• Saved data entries
★ ★ ★ ★ ★

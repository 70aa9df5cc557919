use tracing::warn;

use crate::core::{ChartLayout, SceneGraphSource, canonicalize_trajectories};
use crate::error::ChartResult;
use crate::playback::TickSchedule;
use crate::render::Renderer;

use super::NarrativeChartEngine;

impl<R: Renderer> NarrativeChartEngine<R> {
    /// Replaces the chart with a new scene batch and renders it.
    ///
    /// The source is pulled exactly once. Layout is rebuilt from scratch,
    /// selection is dropped and playback stops at the first scene of the new
    /// range; the returned schedule tells the host whether a running tick
    /// timer must be cancelled. Invalid batches are rejected before any state
    /// changes.
    pub fn load_scenes<S>(&mut self, source: &S) -> ChartResult<TickSchedule>
    where
        S: SceneGraphSource + ?Sized,
    {
        let trajectories = canonicalize_trajectories(source.narrative_chart())?;
        let snapshots = source.network_views();
        let scene_refs = source.scene_refs();

        let layout = ChartLayout::build(
            &trajectories,
            self.config.layout_params(),
            &self.config.palette,
        );
        let bounds = layout.bounds();
        let columns = if trajectories.is_empty() {
            0
        } else {
            bounds.scene_count()
        };

        if scene_refs.len() < columns {
            warn!(
                scene_refs = scene_refs.len(),
                columns, "scene references do not cover every column, using column parity"
            );
        }
        if snapshots.len() > columns {
            warn!(
                snapshots = snapshots.len(),
                columns, "more interaction snapshots than scene columns"
            );
        }

        self.trajectories = trajectories;
        self.snapshots = snapshots;
        self.scene_refs = scene_refs;
        self.layout = layout;
        self.selection.reset();
        let schedule = self
            .scrubber
            .set_scene_range(bounds.first_scene, bounds.last_scene);
        self.invalidate_full();
        self.render()?;
        Ok(schedule)
    }
}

★ ★ ★ ★ ★

• Aim of the task
Each line of the records must be reproduced exactly.

• Response area
repository 70aa9df5cc557919
use tracing::warn;

use crate::core::{ChartLayout, SceneGraphSource, canonicalize_trajectories};
use crate::error::ChartResult;
use crate::playback::TickSchedule;
use crate::render::Renderer;

use super::NarrativeChartEngine;

impl<R: Renderer> NarrativeChartEngine<R> {
    /// Replaces the chart with a new scene batch and renders it.
    ///
    /// The source is pulled exactly once. Layout is rebuilt from scratch,
    /// selection is dropped and playback stops at the first scene of the new
    /// range; the returned schedule tells the host whether a running tick
    /// timer must be cancelled. Invalid batches are rejected before any state
    /// changes.
    pub fn load_scenes<S>(&mut self, source: &S) -> ChartResult<TickSchedule>
    where
        S: SceneGraphSource + ?Sized,
    {
        let trajectories = canonicalize_trajectories(source.narrative_chart())?;
        let snapshots = source.network_views();
        let scene_refs = source.scene_refs();

        let layout = ChartLayout::build(
            &trajectories,
            self.config.layout_params(),
            &self.config.palette,
        );
        let bounds = layout.bounds();
        let columns = if trajectories.is_empty() {
            0
        } else {
            bounds.scene_count()
        };

        if scene_refs.len() < columns {
            warn!(
                scene_refs = scene_refs.len(),
                columns, "scene references do not cover every column, using column parity"
            );
        }
        if snapshots.len() > columns {
            warn!(
                snapshots = snapshots.len(),
                columns, "more interaction snapshots than scene columns"
            );
        }

        self.trajectories = trajectories;
        self.snapshots = snapshots;
        self.scene_refs = scene_refs;
        self.layout = layout;
        self.selection.reset();
        let schedule = self
            .scrubber
            .set_scene_range(bounds.first_scene, bounds.last_scene);
        self.invalidate_full();
        self.render()?;
        Ok(schedule)
    }
}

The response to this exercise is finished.